Motivation for change goes beyond municipal action too. A big source of pollution and congestion in towns and cities is due to the so-called ‘last mile delivery’. Since the rise of internet shopping, which spiked during the pandemic lockdowns and now remains high, all of the trucks and vans bringing parcels to people’s front doors have become a huge problem. 

But the pandemic has seen the rise also of a potential solution to the problem: the cargo bike. Starting in 2018 Berlin trialled a free cargo bike rental service. Its network of cooperative micro depots using adapted shipping containers lent the service its name ‘KoMoDo’. The initiative teamed up with some of the largest delivery companies in the city including Deutsche Post, DHL, DPD GLS, Hermes and UPS and set the objective of not only testing the viability of a much more sustainable delivery model for Berlin, but also, to develop solutions that could be transferred to other municipalities. KoMoDo’s test phase was a success and the company DPD opened its own micro depot distribution centre using cargo bikes in January 2021.

Pandemic gets people pedalling

Like many cities, Berlin took special measures during the coronavirus pandemic to aid mobility that worked alongside the necessary public health measures. One city district, Friedrichshain-Kreuzberg, quickly introduced an impressive 15km of pop-up bike lanes. However, according to Dirk von Schneidemesser, of Changing Cities, the city should now be looking to install at least 250km of bike lanes every year in order to deliver on the commitments of the Mobility Act. 

Several German cities are now committed to the principle of a 'Verkehrswende', or mobility transformation, and Schneidemesser argues that achieving this means not just making things easier for pedestrians and cyclists, but taking on ‘motordom’ and taking away the privileges and bias in the transport system that encourages car use.  He says that the dominance of the car has been so normalised that people’s views have become deeply distorted and that a shift of mindset and new perspective is needed.

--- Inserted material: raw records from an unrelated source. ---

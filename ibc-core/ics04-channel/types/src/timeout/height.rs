use core::fmt::{Display, Error as FmtError, Formatter};

use ibc_core_client_types::proto::v1::Height as RawHeight;
use ibc_core_client_types::Height;
use ibc_primitives::prelude::*;

use crate::error::PacketError;

/// Indicates a consensus height on the destination chain after which the
/// packet will no longer be processed, and will instead count as having
/// timed-out.
///
/// A raw height of `0-0` means "no timeout height"; it maps to `Never`.
#[cfg_attr(feature = "serde", derive(serde::Serialize, serde::Deserialize))]
#[derive(Clone, Copy, Debug, Hash, Eq, PartialEq)]
pub enum TimeoutHeight {
    Never,
    At(Height),
}

impl TimeoutHeight {
    pub fn no_timeout() -> Self {
        Self::Never
    }

    /// Revision number to be used in packet commitment computation
    pub fn commitment_revision_number(&self) -> u64 {
        match self {
            Self::At(height) => height.revision_number(),
            Self::Never => 0,
        }
    }

    /// Revision height to be used in packet commitment computation
    pub fn commitment_revision_height(&self) -> u64 {
        match self {
            Self::At(height) => height.revision_height(),
            Self::Never => 0,
        }
    }

    /// A packet is expired once the chain reaches its timeout height.
    pub fn has_expired(&self, height: Height) -> bool {
        match self {
            Self::At(timeout_height) => height >= *timeout_height,
            Self::Never => false,
        }
    }

    pub fn is_set(&self) -> bool {
        matches!(self, Self::At(_))
    }
}

impl Default for TimeoutHeight {
    fn default() -> Self {
        Self::Never
    }
}

impl From<Height> for TimeoutHeight {
    fn from(height: Height) -> Self {
        Self::At(height)
    }
}

impl TryFrom<RawHeight> for TimeoutHeight {
    type Error = PacketError;

    fn try_from(raw_height: RawHeight) -> Result<Self, Self::Error> {
        if raw_height.revision_number == 0 && raw_height.revision_height == 0 {
            Ok(TimeoutHeight::Never)
        } else {
            let height = raw_height
                .try_into()
                .map_err(|_| PacketError::InvalidTimeoutHeight)?;
            Ok(TimeoutHeight::At(height))
        }
    }
}

impl TryFrom<Option<RawHeight>> for TimeoutHeight {
    type Error = PacketError;

    fn try_from(maybe_raw_height: Option<RawHeight>) -> Result<Self, Self::Error> {
        match maybe_raw_height {
            Some(raw_height) => TimeoutHeight::try_from(raw_height),
            None => Ok(TimeoutHeight::Never),
        }
    }
}

/// `Never` is encoded as a missing height in the raw packet.
impl From<TimeoutHeight> for Option<RawHeight> {
    fn from(timeout_height: TimeoutHeight) -> Self {
        match timeout_height {
            TimeoutHeight::At(height) => Some(height.into()),
            TimeoutHeight::Never => None,
        }
    }
}

impl Display for TimeoutHeight {
    fn fmt(&self, f: &mut Formatter<'_>) -> Result<(), FmtError> {
        match self {
            TimeoutHeight::At(timeout_height) => write!(f, "{timeout_height}"),
            TimeoutHeight::Never => write!(f, "no timeout"),
        }
    }
}

#[cfg(test)]
mod tests {
    use rstest::rstest;

    use super::*;

    #[rstest]
    #[case(10, 9, false)]
    #[case(10, 10, true)]
    #[case(10, 11, true)]
    fn expiry_is_inclusive(#[case] timeout: u64, #[case] current: u64, #[case] expired: bool) {
        let timeout_height = TimeoutHeight::At(Height::new(0, timeout).unwrap());
        assert_eq!(
            timeout_height.has_expired(Height::new(0, current).unwrap()),
            expired
        );
    }

    #[test]
    fn zero_raw_height_means_never() {
        let raw = RawHeight {
            revision_number: 0,
            revision_height: 0,
        };
        let timeout = TimeoutHeight::try_from(raw).unwrap();
        assert_eq!(timeout, TimeoutHeight::Never);
        assert!(!timeout.has_expired(Height::new(0, u64::MAX).unwrap()));
    }
}
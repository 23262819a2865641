//! Protocol logic specific to processing ICS3 messages of type `MsgConnectionOpenAck`.

use ibc_core_client::context::prelude::*;
use ibc_core_connection_types::error::ConnectionError;
use ibc_core_connection_types::events::OpenAck;
use ibc_core_connection_types::msgs::MsgConnectionOpenAck;
use ibc_core_connection_types::{ConnectionEnd, Counterparty, State};
use ibc_core_handler_types::error::ContextError;
use ibc_core_handler_types::events::{IbcEvent, MessageEvent};
use ibc_core_host::types::identifiers::ClientId;
use ibc_core_host::types::path::{ClientConsensusStatePath, ConnectionPath, Path};
use ibc_core_host::{ExecutionContext, ValidationContext};
use ibc_primitives::prelude::*;
use ibc_primitives::proto::Protobuf;

pub fn validate<Ctx>(ctx_a: &Ctx, msg: &MsgConnectionOpenAck) -> Result<(), ContextError>
where
    Ctx: ValidationContext,
{
    let vars = LocalVars::new(ctx_a, msg)?;
    validate_impl(ctx_a, msg, &vars)
}

fn validate_impl<Ctx>(
    ctx_a: &Ctx,
    msg: &MsgConnectionOpenAck,
    vars: &LocalVars,
) -> Result<(), ContextError>
where
    Ctx: ValidationContext,
{
    ctx_a.validate_message_signer(&msg.signer)?;

    vars.conn_end_on_a.verify_state_matches(&State::Init)?;

    msg.version
        .verify_is_supported(vars.conn_end_on_a.versions())?;

    let client_val_ctx_a = ctx_a.get_client_validation_context();

    let client_state_of_b_on_a = client_val_ctx_a.client_state(vars.client_id_on_a())?;

    client_state_of_b_on_a
        .status(client_val_ctx_a, vars.client_id_on_a())?
        .verify_is_active()?;
    client_state_of_b_on_a.validate_proof_height(msg.proofs_height_on_b)?;

    let client_cons_state_path_on_a = ClientConsensusStatePath::new(
        vars.client_id_on_a().clone(),
        msg.proofs_height_on_b.revision_number(),
        msg.proofs_height_on_b.revision_height(),
    );

    let consensus_state_of_b_on_a =
        client_val_ctx_a.consensus_state(&client_cons_state_path_on_a)?;

    let prefix_on_a = ctx_a.commitment_prefix();
    let prefix_on_b = vars.conn_end_on_a.counterparty().prefix();

    let expected_conn_end_on_b = ConnectionEnd::new(
        State::TryOpen,
        vars.client_id_on_b().clone(),
        Counterparty::new(
            vars.client_id_on_a().clone(),
            Some(msg.conn_id_on_a.clone()),
            prefix_on_a,
        ),
        vec![msg.version.clone()],
        vars.conn_end_on_a.delay_period(),
    )?;

    client_state_of_b_on_a
        .verify_membership(
            prefix_on_b,
            &msg.proof_conn_end_on_b,
            consensus_state_of_b_on_a.root(),
            Path::Connection(ConnectionPath::new(&msg.conn_id_on_b)),
            expected_conn_end_on_b.encode_vec(),
        )
        .map_err(ConnectionError::VerifyConnectionState)?;

    Ok(())
}

pub fn execute<Ctx>(ctx_a: &mut Ctx, msg: MsgConnectionOpenAck) -> Result<(), ContextError>
where
    Ctx: ExecutionContext,
{
    let vars = LocalVars::new(ctx_a, &msg)?;
    execute_impl(ctx_a, msg, vars)
}

fn execute_impl<Ctx>(
    ctx_a: &mut Ctx,
    msg: MsgConnectionOpenAck,
    vars: LocalVars,
) -> Result<(), ContextError>
where
    Ctx: ExecutionContext,
{
    let event = IbcEvent::OpenAckConnection(OpenAck::new(
        msg.conn_id_on_a.clone(),
        vars.client_id_on_a().clone(),
        Some(msg.conn_id_on_b.clone()),
        vars.client_id_on_b().clone(),
    ));
    ctx_a.emit_ibc_event(IbcEvent::Message(MessageEvent::Connection))?;
    ctx_a.emit_ibc_event(event)?;

    ctx_a.log_message("success: conn_open_ack verification passed".to_string())?;

    let new_conn_end_on_a = {
        let mut counterparty = vars.conn_end_on_a.counterparty().clone();
        counterparty.connection_id = Some(msg.conn_id_on_b);

        let mut new_conn_end_on_a = vars.conn_end_on_a;
        new_conn_end_on_a.set_state(State::Open);
        new_conn_end_on_a.set_version(msg.version);
        new_conn_end_on_a.set_counterparty(counterparty);
        new_conn_end_on_a
    };

    ctx_a.store_connection(&ConnectionPath::new(&msg.conn_id_on_a), new_conn_end_on_a)?;

    Ok(())
}

struct LocalVars {
    conn_end_on_a: ConnectionEnd,
}

impl LocalVars {
    fn new<Ctx>(ctx_a: &Ctx, msg: &MsgConnectionOpenAck) -> Result<Self, ContextError>
    where
        Ctx: ValidationContext,
    {
        Ok(LocalVars {
            conn_end_on_a: ctx_a.connection_end(&msg.conn_id_on_a)?,
        })
    }

    fn client_id_on_a(&self) -> &ClientId {
        self.conn_end_on_a.client_id()
    }

    fn client_id_on_b(&self) -> &ClientId {
        self.conn_end_on_a.counterparty().client_id()
    }
}
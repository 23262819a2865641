//! Versioned storage and the provable store of an IBC host.
#![forbid(unsafe_code)]
#![cfg_attr(not(test), deny(clippy::unwrap_used))]
#![deny(
    warnings,
    trivial_numeric_casts,
    unused_import_braces,
    unused_qualifications,
    rust_2018_idioms
)]

pub mod config;
pub mod context;
pub mod error;
pub mod impls;
pub mod provable;
pub mod types;

pub use config::ProvableStoreConfig;
pub use context::Store;
pub use error::StoreError;
pub use impls::InMemoryStore;
pub use provable::ProvableStore;
//! Errors raised while building or parsing host identifiers.

use displaydoc::Display;
use ibc_primitives::prelude::*;
use ibc_primitives::DecodingError;

/// Errors that arise when parsing identifiers.
#[cfg_attr(feature = "serde", derive(serde::Serialize))]
#[derive(Debug, Display, PartialEq, Eq)]
pub enum IdentifierError {
    /// identifier `{id}` has invalid length; must be between `{min}` and `{max}` characters
    InvalidLength { id: String, min: u64, max: u64 },
    /// identifier `{id}` must only contain alphanumeric characters or `.`, `_`, `+`, `-`, `#`, `[`, `]`, `<`, `>`
    InvalidCharacter { id: String },
    /// identifier prefix `{prefix}` is invalid
    InvalidPrefix { prefix: String },
    /// failed to parse `{value}` as a sequence: `{reason}`
    InvalidStringAsSequence { value: String, reason: String },
}

impl From<IdentifierError> for DecodingError {
    fn from(e: IdentifierError) -> Self {
        DecodingError::InvalidIdentifier(e.to_string())
    }
}

#[cfg(feature = "std")]
impl std::error::Error for IdentifierError {}
use ibc_primitives::prelude::*;

use crate::error::IdentifierError as Error;
use crate::identifiers::{ChannelId, ConnectionId};

const VALID_SPECIAL_CHARS: &str = "._+-#[]<>";

/// Checks if the identifier only contains valid characters as specified in the
/// [`ICS-24`](https://github.com/cosmos/ibc/tree/main/spec/core/ics-024-host-requirements#paths-identifiers-separators)]
/// spec.
pub fn validate_identifier_chars(id: &str) -> Result<(), Error> {
    // Check that the identifier comprises only valid characters:
    // - Alphanumeric
    // - `.`, `_`, `+`, `-`, `#`
    // - `[`, `]`, `<`, `>`
    if !id
        .chars()
        .all(|c| c.is_alphanumeric() || VALID_SPECIAL_CHARS.contains(c))
    {
        return Err(Error::InvalidCharacter { id: id.into() });
    }

    // All good!
    Ok(())
}

/// Checks if the identifier forms a valid identifier with the given min/max length as specified in the
/// [`ICS-24`](https://github.com/cosmos/ibc/tree/main/spec/core/ics-024-host-requirements#paths-identifiers-separators)]
/// spec.
pub fn validate_identifier_length(id: &str, min: u64, max: u64) -> Result<(), Error> {
    // Make sure min is at least one so we reject empty identifiers.
    let min = min.max(1);
    let length = id.len() as u64;
    if (min..=max).contains(&length) {
        Ok(())
    } else {
        Err(Error::InvalidLength {
            id: id.into(),
            min,
            max,
        })
    }
}

/// Checks if a prefix forms a valid identifier with the given min/max identifier's length.
/// The prefix must be between `min_id_length - 2`, considering `u64::MIN` (1 char) and "-"
/// and `max_id_length - 21` characters, considering `u64::MAX` (20 chars) and "-".
pub fn validate_prefix_length(
    prefix: &str,
    min_id_length: u64,
    max_id_length: u64,
) -> Result<(), Error> {
    // Prefix must be at least `min_id_length - 2` characters long since the
    // shortest identifier we can construct is `{prefix}-0` which extends prefix
    // by 2 characters.
    let min = min_id_length.saturating_sub(2);
    // Prefix must be at most `max_id_length - 21` characters long since the
    // longest identifier we can construct is `{prefix}-{u64::MAX}` which
    // extends prefix by 21 characters.
    let max = max_id_length.saturating_sub(21);

    validate_identifier_length(prefix, min, max)
}

/// Checks if the identifier is a valid named u64 index: {name}-{u64}.
/// Example: "connection-0", "connection-100", "channel-0", "channel-100".
pub fn validate_named_u64_index(id: &str, name: &str) -> Result<(), Error> {
    let number_s = id
        .strip_prefix(name)
        .ok_or_else(|| Error::InvalidPrefix { prefix: id.into() })?
        .strip_prefix('-')
        .ok_or_else(|| Error::InvalidPrefix { prefix: id.into() })?;

    if number_s.starts_with('0') && number_s.len() > 1 {
        return Err(Error::InvalidPrefix { prefix: id.into() });
    }

    _ = number_s
        .parse::<u64>()
        .map_err(|_| Error::InvalidPrefix { prefix: id.into() })?;

    Ok(())
}

/// Default validator function for the Client types.
pub fn validate_client_type(id: &str) -> Result<(), Error> {
    validate_identifier_chars(id)?;
    validate_prefix_length(id, 9, 64)
}

/// Default validator function for Client identifiers.
///
/// A valid client identifier must be between 9-64 characters as specified in
/// the ICS-24 spec.
pub fn validate_client_identifier(id: &str) -> Result<(), Error> {
    validate_identifier_chars(id)?;
    validate_identifier_length(id, 9, 64)
}

/// Default validator function for Connection identifiers.
///
/// A valid connection identifier must be between 10-64 characters as specified
/// in the ICS-24 spec.
pub fn validate_connection_identifier(id: &str) -> Result<(), Error> {
    validate_identifier_chars(id)?;
    validate_identifier_length(id, 10, 64)?;
    validate_named_u64_index(id, ConnectionId::prefix())?;
    Ok(())
}

/// Default validator function for Port identifiers.
///
/// A valid port identifier must be between 2-128 characters as specified in the
/// ICS-24 spec.
pub fn validate_port_identifier(id: &str) -> Result<(), Error> {
    validate_identifier_chars(id)?;
    validate_identifier_length(id, 2, 128)
}

/// Default validator function for chain identifiers.
///
/// A chain identifier must be between 1-64 characters. EVM deployments use
/// short names such as `ibc0`.
pub fn validate_chain_identifier(id: &str) -> Result<(), Error> {
    validate_identifier_chars(id)?;
    validate_identifier_length(id, 1, 64)
}

/// Default validator function for Channel identifiers.
///
/// A valid channel identifier must be between 8-64 characters as specified in
/// the ICS-24 spec.
pub fn validate_channel_identifier(id: &str) -> Result<(), Error> {
    validate_identifier_chars(id)?;
    validate_identifier_length(id, 8, 64)?;
    validate_named_u64_index(id, ChannelId::prefix())?;
    Ok(())
}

'The privileged position of the car has been around for so long that it’s really deep inside us. We accept it as normal and justified. And when someone suggests a change, we perceive it as a threat.  For example, there is only one thing that is really allowed on streets, which make up the majority of our public space: cars,' he says, 'Nonetheless, when we open a street for numerous activities, socializing, commerce, social-oriented activities, sports, people talk about the road being closed. Closed!? So the situation in our heads is that when anybody can safely be in a space and practice a huge spectrum of activities, the road is closed, and when you can only do cars in that space, it’s open?'

The benefits to low income families

One thing is clear, pivoting away from a system designed for cars will bring multiple benefits to poorer households in Berlin, something which will be common for most towns and cities. Car ownership is concentrated on wealthier residents, with 44% percent of Berlin’s wealthy residents owning one or more cars, but only 22% of those on low incomes owning a car. Households with a net income under €500 owned, on average 0.2 cars, households earning over €5,600 had 1.27 cars – over six times more. 

People say pedal faster for change

For all the action, the pace of change is not fast enough for the city’s citizens who have set up the Berlin Autofrei campaign. They consider both the Mobility Act and ’pedestrian law’, and their current implementation too timid as well as inadequate for solving Berlin’s congestion and pollution crisis. Berlin Autofreit has begun the first stages of a legislative process that uses a ‘people’s referendum’. Their initial steps were collecting and submitting 50,000 signatures on a petition that called for a ban on non-essential car traffic in the whole central area of Berlin. The five principles of Berlin Autofrei are: creating better quality of life in the city, enabling healthier lives for everyone, making more space for all, increasing safety on the city’s streets and, importantly, climate protection.

With a combination of official approval, in principle, to turn the tide against cars, companies innovating, and grassroots pressure, Berlin is one to watch as it works towards going car free.